Nothing in the records should differ when you write them out again.

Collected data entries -
- - - -

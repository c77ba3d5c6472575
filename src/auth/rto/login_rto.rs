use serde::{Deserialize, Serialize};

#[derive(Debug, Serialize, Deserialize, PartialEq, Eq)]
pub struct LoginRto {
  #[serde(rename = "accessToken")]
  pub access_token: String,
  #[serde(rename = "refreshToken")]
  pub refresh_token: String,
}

- - - -

Response to this task -
repository c77ba3d5c6472575
filename src/auth/rto/login_rto.rs
use serde::{Deserialize, Serialize};

#[derive(Debug, Serialize, Deserialize, PartialEq, Eq)]
pub struct LoginRto {
  #[serde(rename = "accessToken")]
  pub access_token: String,
  #[serde(rename = "refreshToken")]
  pub refresh_token: String,
}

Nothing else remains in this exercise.